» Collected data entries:
◇ ◇ ◇ ◇ ◇

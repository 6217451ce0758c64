//! Error function, Abramowitz and Stegun formula 7.1.26.
//!
//! Maximum absolute error is about `1.5e-7` over the whole real line.

const A1: f64 = 0.254829592;
const A2: f64 = -0.284496736;
const A3: f64 = 1.421413741;
const A4: f64 = -1.453152027;
const A5: f64 = 1.061405429;
const P: f64 = 0.3275911;

pub fn erf(x: f64) -> f64 {
    let sign = if x >= 0.0 { 1.0 } else { -1.0 };
    let x = x.abs();
    let t = 1.0 / (1.0 + P * x);
    let poly = ((((A5 * t + A4) * t + A3) * t + A2) * t + A1) * t;
    let y = 1.0 - poly * (-x * x).exp();
    sign * y
}

#[cfg(test)]
mod test {
    use super::erf;

    #[test]
    fn test_erf_known_values() {
        // the approximation leaves a residual of about 1e-9 at zero
        assert!(erf(0.0).abs() < 2e-9);
        assert!((erf(0.5) - 0.5204998778).abs() < 2e-7);
        assert!((erf(1.0) - 0.8427007929).abs() < 2e-7);
        assert!((erf(2.0) - 0.9953222650).abs() < 2e-7);
        assert!((erf(3.0) - 0.9999779095).abs() < 2e-7);
    }

    #[test]
    fn test_erf_odd() {
        for x in [0.1, 0.7, 1.3, 2.9, 4.0] {
            assert_eq!(erf(-x), -erf(x));
        }
    }

    #[test]
    fn test_erf_range() {
        let mut x = -10.0;
        while x <= 10.0 {
            let y = erf(x);
            assert!((-1.0..=1.0).contains(&y), "erf({}) = {}", x, y);
            x += 0.125;
        }
    }
}
use anyhow::{Context, Result};
use argh::FromArgs;
use probsurf::render::{CsvRenderer, Frame, PlotlyRenderer, Renderer};
use probsurf::{Coefficients, CoordinateAxis, Explorer, Family, Params};
use std::fs::File;
use std::io::BufWriter;
use std::path::PathBuf;

#[derive(FromArgs)]
/// PROBSURF draws the probability surface of a probit or logit model with two regressors.
struct Config {
    #[argh(option, default = "0.0")]
    /// intercept (beta 0)
    pub intercept: f64,

    #[argh(option, default = "0.0")]
    /// coefficient of X1 (beta 1)
    pub slope1: f64,

    #[argh(option, default = "0.0")]
    /// coefficient of X2 (beta 2)
    pub slope2: f64,

    #[argh(option, short = 'm', default = "Family::Probit")]
    /// link function, either `probit` or `logit`
    pub model: Family,

    #[argh(option, default = "default_start()")]
    /// first grid point of both axes
    pub start: f64,

    #[argh(option, default = "default_stop()")]
    /// last grid point of both axes
    pub stop: f64,

    #[argh(option, default = "default_step()")]
    /// distance between grid points
    pub step: f64,

    #[argh(option, short = 'o', default = "default_output()")]
    /// path of the HTML file with the plot
    pub output: PathBuf,

    #[argh(option)]
    /// also write the surface as CSV to this path
    pub csv: Option<PathBuf>,

    #[argh(switch)]
    /// open a browser window with the plot
    pub show: bool,
}

fn default_start() -> f64 {
    -5.0
}

fn default_stop() -> f64 {
    5.0
}

fn default_step() -> f64 {
    0.5
}

fn default_output() -> PathBuf {
    PathBuf::from("probability_surface.html")
}

fn main() -> Result<()> {
    env_logger::init();

    // read configuration
    let config: Config = argh::from_env();
    let axis = CoordinateAxis::new(config.start, config.stop, config.step)
        .context("building the grid")?;
    log::info!(
        "Grid from {} to {} with step {}: {} points per axis",
        axis.first(),
        axis.last(),
        axis.step(),
        axis.len()
    );
    let params = Params::new(
        Coefficients::new(config.intercept, config.slope1, config.slope2),
        config.model,
    );
    log::info!("Model {} with {:?}", params.family, params.coefficients);

    let explorer = Explorer::new(axis.clone(), axis, params, PlotlyRenderer::new())?;
    println!("{}", explorer.description());

    if let Some(csv_path) = config.csv {
        let file = File::create(&csv_path).with_context(|| format!("creating {:?}", csv_path))?;
        CsvRenderer::new(BufWriter::new(file)).render(&Frame {
            surface: explorer.surface(),
            x_axis: explorer.x_axis(),
            y_axis: explorer.y_axis(),
            params: explorer.params(),
        })?;
        log::info!("Surface written to {:?}", csv_path);
    }

    let plot = explorer.into_renderer();
    plot.write_html(&config.output)?;
    if config.show {
        plot.show()?;
    }
    Ok(())
}
use anyhow::{ensure, Result};
use std::ops::Index;

/// Slack used when deciding whether `stop` lies on the grid, to absorb the
/// rounding of `(stop - start) / step`.
const STOP_TOLERANCE: f64 = 1e-9;

/// Largest number of points a single axis may hold.
pub const MAX_POINTS: usize = 10_000;

/// An ordered, fixed-step sequence of sample points over a closed interval.
#[derive(Clone, Debug, PartialEq)]
pub struct CoordinateAxis {
    start: f64,
    step: f64,
    points: Vec<f64>,
}

impl CoordinateAxis {
    /// Points `start, start + step, ...` up to and including `stop` when it
    /// falls on the grid. Each point is computed as `start + i * step`, so
    /// long axes do not accumulate rounding error.
    pub fn new(start: f64, stop: f64, step: f64) -> Result<Self> {
        ensure!(
            start.is_finite() && stop.is_finite(),
            "axis bounds must be finite, got [{}, {}]",
            start,
            stop
        );
        ensure!(
            step.is_finite() && step > 0.0,
            "axis step must be a positive number, got {}",
            step
        );
        ensure!(
            start <= stop,
            "axis start {} is larger than its stop {}",
            start,
            stop
        );

        let intervals = ((stop - start) / step + STOP_TOLERANCE).floor();
        ensure!(
            intervals.is_finite() && intervals < MAX_POINTS as f64,
            "axis from {} to {} with step {} would have more than {} points",
            start,
            stop,
            step,
            MAX_POINTS
        );
        let n = intervals as usize + 1;
        let points = (0..n).map(|i| start + i as f64 * step).collect();
        Ok(Self {
            start,
            step,
            points,
        })
    }

    /// The axis used by both regressors in the default configuration:
    /// `-5` to `5` with step `0.5`, 21 points.
    pub fn reference() -> Self {
        Self::new(-5.0, 5.0, 0.5).expect("the reference axis is valid")
    }

    pub fn len(&self) -> usize {
        self.points.len()
    }

    pub fn is_empty(&self) -> bool {
        self.points.is_empty()
    }

    pub fn start(&self) -> f64 {
        self.start
    }

    pub fn step(&self) -> f64 {
        self.step
    }

    pub fn first(&self) -> f64 {
        self.points[0]
    }

    pub fn last(&self) -> f64 {
        self.points[self.points.len() - 1]
    }

    pub fn points(&self) -> &[f64] {
        &self.points
    }

    pub fn iter(&self) -> std::slice::Iter<'_, f64> {
        self.points.iter()
    }

    /// Index of the grid point closest to `value`, if `value` lies within
    /// half a step of the axis.
    pub fn position(&self, value: f64) -> Option<usize> {
        let offset = ((value - self.start) / self.step).round();
        if offset < 0.0 || offset >= self.len() as f64 {
            return None;
        }
        let i = offset as usize;
        if (self.points[i] - value).abs() <= self.step / 2.0 {
            Some(i)
        } else {
            None
        }
    }
}

impl Index<usize> for CoordinateAxis {
    type Output = f64;

    fn index(&self, i: usize) -> &f64 {
        &self.points[i]
    }
}

impl<'a> IntoIterator for &'a CoordinateAxis {
    type Item = &'a f64;
    type IntoIter = std::slice::Iter<'a, f64>;

    fn into_iter(self) -> Self::IntoIter {
        self.points.iter()
    }
}
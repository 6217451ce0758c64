//// # Model parameters
////
//// The coefficients and link of a two-regressor binary response model, and
//// the [`Explorer`], which owns the current parameters and redraws the
//// surface on every change.

use crate::axis::CoordinateAxis;
use crate::describe::Description;
use crate::render::{Frame, Renderer};
use crate::stats::Family;
use crate::surface::{sample, ProbabilitySurface};
use anyhow::{ensure, Context, Result};

/// Largest surface, in cells, an [`Explorer`] will compute.
pub const MAX_CELLS: usize = 4_000_000;

#[derive(Clone, Copy, Debug, PartialEq, Default)]
pub struct Coefficients {
    pub intercept: f64,
    pub slope1: f64,
    pub slope2: f64,
}

impl Coefficients {
    pub fn new(intercept: f64, slope1: f64, slope2: f64) -> Self {
        Self {
            intercept,
            slope1,
            slope2,
        }
    }

    #[inline]
    pub fn linear_predictor(&self, x1: f64, x2: f64) -> f64 {
        self.intercept + self.slope1 * x1 + self.slope2 * x2
    }
}

#[derive(Clone, Copy, Debug, PartialEq, Default)]
pub struct Params {
    pub coefficients: Coefficients,
    pub family: Family,
}

impl Params {
    pub fn new(coefficients: Coefficients, family: Family) -> Self {
        Self {
            coefficients,
            family,
        }
    }
}

/// Recomputes the whole surface for a new set of parameters.
pub fn on_parameter_change(
    params: &Params,
    x_axis: &CoordinateAxis,
    y_axis: &CoordinateAxis,
) -> ProbabilitySurface {
    let surface = sample(&params.coefficients, params.family, x_axis, y_axis);
    log::debug!(
        "Recomputed {} surface for {:?}: {}x{}, probabilities in [{:.4}, {:.4}]",
        params.family,
        params.coefficients,
        surface.rows(),
        surface.cols(),
        surface.min(),
        surface.max()
    );
    surface
}

/// Holds the current parameters and pushes a fresh surface to its renderer
/// every time one of them changes. Each setter returns the regenerated
/// description of the model.
pub struct Explorer<R: Renderer> {
    x_axis: CoordinateAxis,
    y_axis: CoordinateAxis,
    params: Params,
    surface: ProbabilitySurface,
    renderer: R,
}

impl<R: Renderer> Explorer<R> {
    /// Computes and renders the initial surface. Fails if the grid spanned by
    /// the two axes has more than [`MAX_CELLS`] cells.
    pub fn new(
        x_axis: CoordinateAxis,
        y_axis: CoordinateAxis,
        params: Params,
        mut renderer: R,
    ) -> Result<Self> {
        let cells = x_axis.len().checked_mul(y_axis.len());
        ensure!(
            cells.map_or(false, |c| c <= MAX_CELLS),
            "a {}x{} grid exceeds the limit of {} cells",
            y_axis.len(),
            x_axis.len(),
            MAX_CELLS
        );
        let surface = on_parameter_change(&params, &x_axis, &y_axis);
        renderer
            .render(&Frame {
                surface: &surface,
                x_axis: &x_axis,
                y_axis: &y_axis,
                params: &params,
            })
            .context("rendering the initial surface")?;
        Ok(Self {
            x_axis,
            y_axis,
            params,
            surface,
            renderer,
        })
    }

    pub fn params(&self) -> &Params {
        &self.params
    }

    pub fn surface(&self) -> &ProbabilitySurface {
        &self.surface
    }

    pub fn x_axis(&self) -> &CoordinateAxis {
        &self.x_axis
    }

    pub fn y_axis(&self) -> &CoordinateAxis {
        &self.y_axis
    }

    pub fn renderer(&self) -> &R {
        &self.renderer
    }

    pub fn into_renderer(self) -> R {
        self.renderer
    }

    pub fn description(&self) -> Description {
        Description::new(&self.params)
    }

    pub fn set_coefficients(&mut self, coefficients: Coefficients) -> Result<Description> {
        self.update(Params {
            coefficients,
            ..self.params
        })
    }

    pub fn set_intercept(&mut self, intercept: f64) -> Result<Description> {
        self.set_coefficients(Coefficients {
            intercept,
            ..self.params.coefficients
        })
    }

    pub fn set_slope1(&mut self, slope1: f64) -> Result<Description> {
        self.set_coefficients(Coefficients {
            slope1,
            ..self.params.coefficients
        })
    }

    pub fn set_slope2(&mut self, slope2: f64) -> Result<Description> {
        self.set_coefficients(Coefficients {
            slope2,
            ..self.params.coefficients
        })
    }

    pub fn select_family(&mut self, family: Family) -> Result<Description> {
        self.update(Params {
            family,
            ..self.params
        })
    }

    /// Switches between probit and logit, keeping the coefficients.
    pub fn toggle_family(&mut self) -> Result<Description> {
        self.select_family(self.params.family.other())
    }

    fn update(&mut self, params: Params) -> Result<Description> {
        let surface = on_parameter_change(&params, &self.x_axis, &self.y_axis);
        self.renderer
            .render(&Frame {
                surface: &surface,
                x_axis: &self.x_axis,
                y_axis: &self.y_axis,
                params: &params,
            })
            .with_context(|| format!("rendering the {} surface", params.family))?;
        self.params = params;
        self.surface = surface;
        Ok(self.description())
    }
}
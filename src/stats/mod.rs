//// # Link functions
////
//// The cumulative distribution functions that map a linear predictor to a
//// probability: the standard normal one for probit models, the logistic one
//// for logit models.

mod erf;

use anyhow::{bail, Error};
use std::fmt::Display;
use std::str::FromStr;

pub use erf::erf;

/// The distribution family whose CDF turns a linear score into a probability.
#[derive(Clone, Copy, Debug, PartialEq, Eq, Hash, Default)]
pub enum Family {
    /// Standard normal CDF.
    #[default]
    Probit,
    /// Standard logistic CDF.
    Logit,
}

impl Family {
    pub const ALL: [Family; 2] = [Family::Probit, Family::Logit];

    pub fn cdf(&self, x: f64) -> f64 {
        match self {
            Family::Probit => normal_cdf(x),
            Family::Logit => logistic_cdf(x),
        }
    }

    /// Capitalized name, as used in titles and descriptions.
    pub fn title(&self) -> &'static str {
        match self {
            Family::Probit => "Probit",
            Family::Logit => "Logit",
        }
    }

    pub fn other(&self) -> Family {
        match self {
            Family::Probit => Family::Logit,
            Family::Logit => Family::Probit,
        }
    }
}

impl Display for Family {
    fn fmt(&self, f: &mut std::fmt::Formatter<'_>) -> std::fmt::Result {
        match self {
            Family::Probit => write!(f, "probit"),
            Family::Logit => write!(f, "logit"),
        }
    }
}

impl FromStr for Family {
    type Err = Error;

    fn from_str(s: &str) -> Result<Self, Self::Err> {
        match s.trim().to_lowercase().as_str() {
            "probit" | "gaussian" | "normal" => Ok(Family::Probit),
            "logit" | "logistic" => Ok(Family::Logit),
            other => bail!("unknown model family {:?}, expected `probit` or `logit`", other),
        }
    }
}

/// Probability of `score` under the given family. Free-function form of
/// [`Family::cdf`].
pub fn cdf(score: f64, family: Family) -> f64 {
    family.cdf(score)
}

pub fn normal_cdf(x: f64) -> f64 {
    0.5 * (1.0 + erf(x / std::f64::consts::SQRT_2))
}

pub fn logistic_cdf(x: f64) -> f64 {
    1.0 / (1.0 + (-x).exp())
}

◇ ◇ ◇ ◇ ◇

» TASK GOAL: Please return every line from the first one in the records above down to the line containing "use super::erf;", including both, exactly as written and nothing more.

» RESPONSE:
repository 6217451ce0758c64
//! Error function, Abramowitz and Stegun formula 7.1.26.
//!
//! Maximum absolute error is about `1.5e-7` over the whole real line.

const A1: f64 = 0.254829592;
const A2: f64 = -0.284496736;
const A3: f64 = 1.421413741;
const A4: f64 = -1.453152027;
const A5: f64 = 1.061405429;
const P: f64 = 0.3275911;

pub fn erf(x: f64) -> f64 {
    let sign = if x >= 0.0 { 1.0 } else { -1.0 };
    let x = x.abs();
    let t = 1.0 / (1.0 + P * x);
    let poly = ((((A5 * t + A4) * t + A3) * t + A2) * t + A1) * t;
    let y = 1.0 - poly * (-x * x).exp();
    sign * y
}

#[cfg(test)]
mod test {
    use super::erf;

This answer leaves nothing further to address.